The typical architecture of mainstream schools for example, is of separate blocks, long corridors of closed classroom doors, rows of desks, and the social architecture is one of various sorting systems that schools use to siphon off people according to externally imposed perceptions of skills (or absence of). Physical and socio-spatial arrangements in mainstream university campuses in New Zealand echo the belief that knowledge and meaning that is genuine and reliable is as far removed from the humanity - the heart, soul and emotionality - of experience as possible. The lack of a physical “heart” that typify the university buildings in New Zealand encourages a hiding of vulnerability, exposure and fragility, a lack of reciprocity, a one way flow of power, of hidden agendas and parochial, protectionist, professional cultures. “I am a human being experiencing fear, laughter, sweat, and perhaps most significantly, uncertainty and ambivalence,”

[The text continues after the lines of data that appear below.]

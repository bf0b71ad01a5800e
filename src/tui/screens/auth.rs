//! Auth screen — sign in / sign up form shown while logged out.
//!
//! The form is a draft of the committed [`AuthFields`] held by the session:
//! every edit round-trips into the session (the app copies the draft back
//! after each key), and switching modes reseeds the draft from the latest
//! committed values rather than clearing it.

use crossterm::event::{KeyCode, KeyEvent, KeyModifiers};
use ratatui::Frame;
use ratatui::layout::{Alignment, Constraint, Flex, Layout, Rect};
use ratatui::style::{Color, Modifier, Style};
use ratatui::text::{Line, Span};
use ratatui::widgets::{Block, Borders, Clear, Paragraph};

use crate::model::{AuthError, AuthFields, AuthMode, validate_submission};
use crate::tui::action::Action;
use crate::tui::widgets::form::{Form, FormField, draw_form};

/// Field index for email (sign in).
const SIGNIN_EMAIL: usize = 0;
/// Field index for password (sign in).
const SIGNIN_PASSWORD: usize = 1;

/// Field index for full name (sign up).
const SIGNUP_FULL_NAME: usize = 0;
/// Field index for email (sign up).
const SIGNUP_EMAIL: usize = 1;
/// Field index for password (sign up).
const SIGNUP_PASSWORD: usize = 2;
/// Field index for password confirmation (sign up).
const SIGNUP_CONFIRM: usize = 3;

/// State for the auth screen.
#[derive(Debug, Clone)]
pub struct AuthState {
    mode: AuthMode,
    form: Form,
    remember: bool,
    notice: Option<AuthError>,
}

impl Default for AuthState {
    fn default() -> Self {
        Self::new()
    }
}

impl AuthState {
    /// Creates the screen in sign-in mode with an empty draft.
    pub fn new() -> Self {
        let mut state = Self {
            mode: AuthMode::Signin,
            form: Form::new(vec![]),
            remember: false,
            notice: None,
        };
        state.load(AuthMode::Signin, &AuthFields::default());
        state
    }

    /// Rebuilds the form for `mode`, seeding the draft from the committed
    /// session values. Called on mode switches and after logout.
    pub fn load(&mut self, mode: AuthMode, committed: &AuthFields) {
        self.mode = mode;
        self.remember = committed.remember;
        self.notice = None;
        self.form = match mode {
            AuthMode::Signin => {
                let mut form = Form::new(vec![
                    FormField::new("Email Address", true),
                    FormField::secret("Password", true),
                ]);
                form.set_value(SIGNIN_EMAIL, committed.email.clone());
                form.set_value(SIGNIN_PASSWORD, committed.password.clone());
                form
            }
            AuthMode::Signup => {
                let mut form = Form::new(vec![
                    FormField::new("Full Name", true),
                    FormField::new("Email Address", true),
                    FormField::secret("Password", true),
                    FormField::secret("Confirm Password", true),
                ]);
                form.set_value(SIGNUP_FULL_NAME, committed.full_name.clone());
                form.set_value(SIGNUP_EMAIL, committed.email.clone());
                form.set_value(SIGNUP_PASSWORD, committed.password.clone());
                form.set_value(SIGNUP_CONFIRM, committed.confirm_password.clone());
                form
            }
        };
    }

    /// Handles a key event, returning an [`Action`] for the app to apply.
    pub fn handle_key(&mut self, key: KeyEvent) -> Action {
        // A visible notice is blocking: any key dismisses it, nothing else.
        if self.notice.is_some() {
            self.notice = None;
            return Action::None;
        }

        if key.modifiers.contains(KeyModifiers::ALT) {
            return match key.code {
                KeyCode::Char('m') => Action::SetAuthMode(self.mode.toggled()),
                KeyCode::Char('r') => {
                    self.remember = !self.remember;
                    Action::None
                }
                KeyCode::Char('d') => Action::QuickDemo,
                _ => Action::None,
            };
        }

        match key.code {
            KeyCode::Tab => {
                self.form.focus_next();
                Action::None
            }
            KeyCode::BackTab => {
                self.form.focus_prev();
                Action::None
            }
            KeyCode::Char(ch) => {
                self.form.insert_char(ch);
                Action::None
            }
            KeyCode::Backspace => {
                self.form.delete_char();
                Action::None
            }
            KeyCode::Enter => self.submit(),
            KeyCode::Esc => Action::Quit,
            _ => Action::None,
        }
    }

    /// Returns the current mode.
    pub fn mode(&self) -> AuthMode {
        self.mode
    }

    /// Returns the remember/terms toggle.
    pub fn remember(&self) -> bool {
        self.remember
    }

    /// Returns the pending validation notice, if any.
    pub fn notice(&self) -> Option<AuthError> {
        self.notice
    }

    /// Returns a reference to the form for rendering.
    pub fn form(&self) -> &Form {
        &self.form
    }

    /// Merges the draft over the committed values.
    ///
    /// Fields not shown in the current mode keep their committed values, so
    /// e.g. editing the email while signing in never clobbers a full name
    /// typed earlier in sign-up mode.
    pub fn draft(&self, committed: &AuthFields) -> AuthFields {
        let mut fields = committed.clone();
        fields.remember = self.remember;
        match self.mode {
            AuthMode::Signin => {
                fields.email = self.form.value(SIGNIN_EMAIL).to_string();
                fields.password = self.form.value(SIGNIN_PASSWORD).to_string();
            }
            AuthMode::Signup => {
                fields.full_name = self.form.value(SIGNUP_FULL_NAME).to_string();
                fields.email = self.form.value(SIGNUP_EMAIL).to_string();
                fields.password = self.form.value(SIGNUP_PASSWORD).to_string();
                fields.confirm_password = self.form.value(SIGNUP_CONFIRM).to_string();
            }
        }
        fields
    }

    /// Validates the draft; on success the app signs the session in.
    fn submit(&mut self) -> Action {
        let fields = self.draft(&AuthFields::default());
        match validate_submission(self.mode, &fields) {
            Ok(()) => Action::Login,
            Err(e) => {
                self.notice = Some(e);
                Action::None
            }
        }
    }
}

/// Renders the auth screen.
#[mutants::skip]
pub fn draw_auth(state: &AuthState, frame: &mut Frame, area: Rect) {
    let field_count = state.form().fields().len() as u16;
    let box_height = field_count * 3 + 9;

    let [h_area] = Layout::horizontal([Constraint::Length(48)])
        .flex(Flex::Center)
        .areas(area);
    let [panel] = Layout::vertical([Constraint::Length(box_height)])
        .flex(Flex::Center)
        .areas(h_area);

    let block = Block::default()
        .title(" Sports Authority of India ")
        .borders(Borders::ALL)
        .border_style(Style::default().fg(Color::Cyan));
    let inner = block.inner(panel);
    frame.render_widget(block, panel);

    let [subtitle_area, toggle_area, form_area, remember_area, _spacer, footer_area] =
        Layout::vertical([
            Constraint::Length(1),
            Constraint::Length(2),
            Constraint::Length(field_count * 3),
            Constraint::Length(1),
            Constraint::Min(0),
            Constraint::Length(2),
        ])
        .areas(inner);

    let subtitle = Paragraph::new("Admin Panel Access")
        .alignment(Alignment::Center)
        .style(Style::default().fg(Color::Gray));
    frame.render_widget(subtitle, subtitle_area);

    // Mode toggle, active side highlighted.
    let toggle_spans: Vec<Span> = [AuthMode::Signin, AuthMode::Signup]
        .into_iter()
        .flat_map(|mode| {
            let style = if mode == state.mode() {
                Style::default()
                    .fg(Color::Blue)
                    .add_modifier(Modifier::BOLD)
            } else {
                Style::default().fg(Color::DarkGray)
            };
            [Span::styled(format!("[ {} ]", mode.label()), style), Span::raw("  ")]
        })
        .collect();
    let toggle = Paragraph::new(Line::from(toggle_spans)).alignment(Alignment::Center);
    frame.render_widget(toggle, toggle_area);

    draw_form(state.form(), frame, form_area);

    let remember_label = match state.mode() {
        AuthMode::Signin => "Remember me",
        AuthMode::Signup => "I agree to terms",
    };
    let checkbox = if state.remember() { "[x]" } else { "[ ]" };
    let remember = Paragraph::new(format!("{checkbox} {remember_label}"))
        .style(Style::default().fg(Color::Gray));
    frame.render_widget(remember, remember_area);

    let footer = Paragraph::new(vec![
        Line::from("Tab: next field  Enter: submit  Esc: quit"),
        Line::from("Alt+m: switch mode  Alt+r: toggle  Alt+d: quick demo"),
    ])
    .style(Style::default().fg(Color::DarkGray));
    frame.render_widget(footer, footer_area);

    if let Some(notice) = state.notice() {
        draw_notice(&notice.to_string(), frame, area);
    }
}

/// Renders a blocking notice modal over the form.
#[mutants::skip]
fn draw_notice(message: &str, frame: &mut Frame, area: Rect) {
    let width = (message.len() as u16 + 6).max(30).min(area.width);
    let [h_area] = Layout::horizontal([Constraint::Length(width)])
        .flex(Flex::Center)
        .areas(area);
    let [modal] = Layout::vertical([Constraint::Length(5)])
        .flex(Flex::Center)
        .areas(h_area);

    frame.render_widget(Clear, modal);

    let block = Block::default()
        .title(" Notice ")
        .borders(Borders::ALL)
        .border_style(Style::default().fg(Color::Red));
    let lines = vec![
        Line::from(message.to_string()),
        Line::from(""),
        Line::from("press any key"),
    ];
    let paragraph = Paragraph::new(lines)
        .alignment(Alignment::Center)
        .block(block);
    frame.render_widget(paragraph, modal);
}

autoethnographer Michael Humphreys (2005, p. 851) described. “How often…do we reveal our own emotional fragility? Wearing masks of certainty and clear direction, we [the academics] intimidate those around us, especially those new to the academic game.”
These sorts of distant and emotionally cold ideals are difficult for those of Pacific cultural identity to feel any affinity with, let alone any desire for as these sorts of ideals
encompass the denial of warmth and love, empathy and care. It is little surprise then that this contributes to the reticence of Pacific Peoples to enter the grounds of a Western academic world from which they feel emotionally and physically alienated.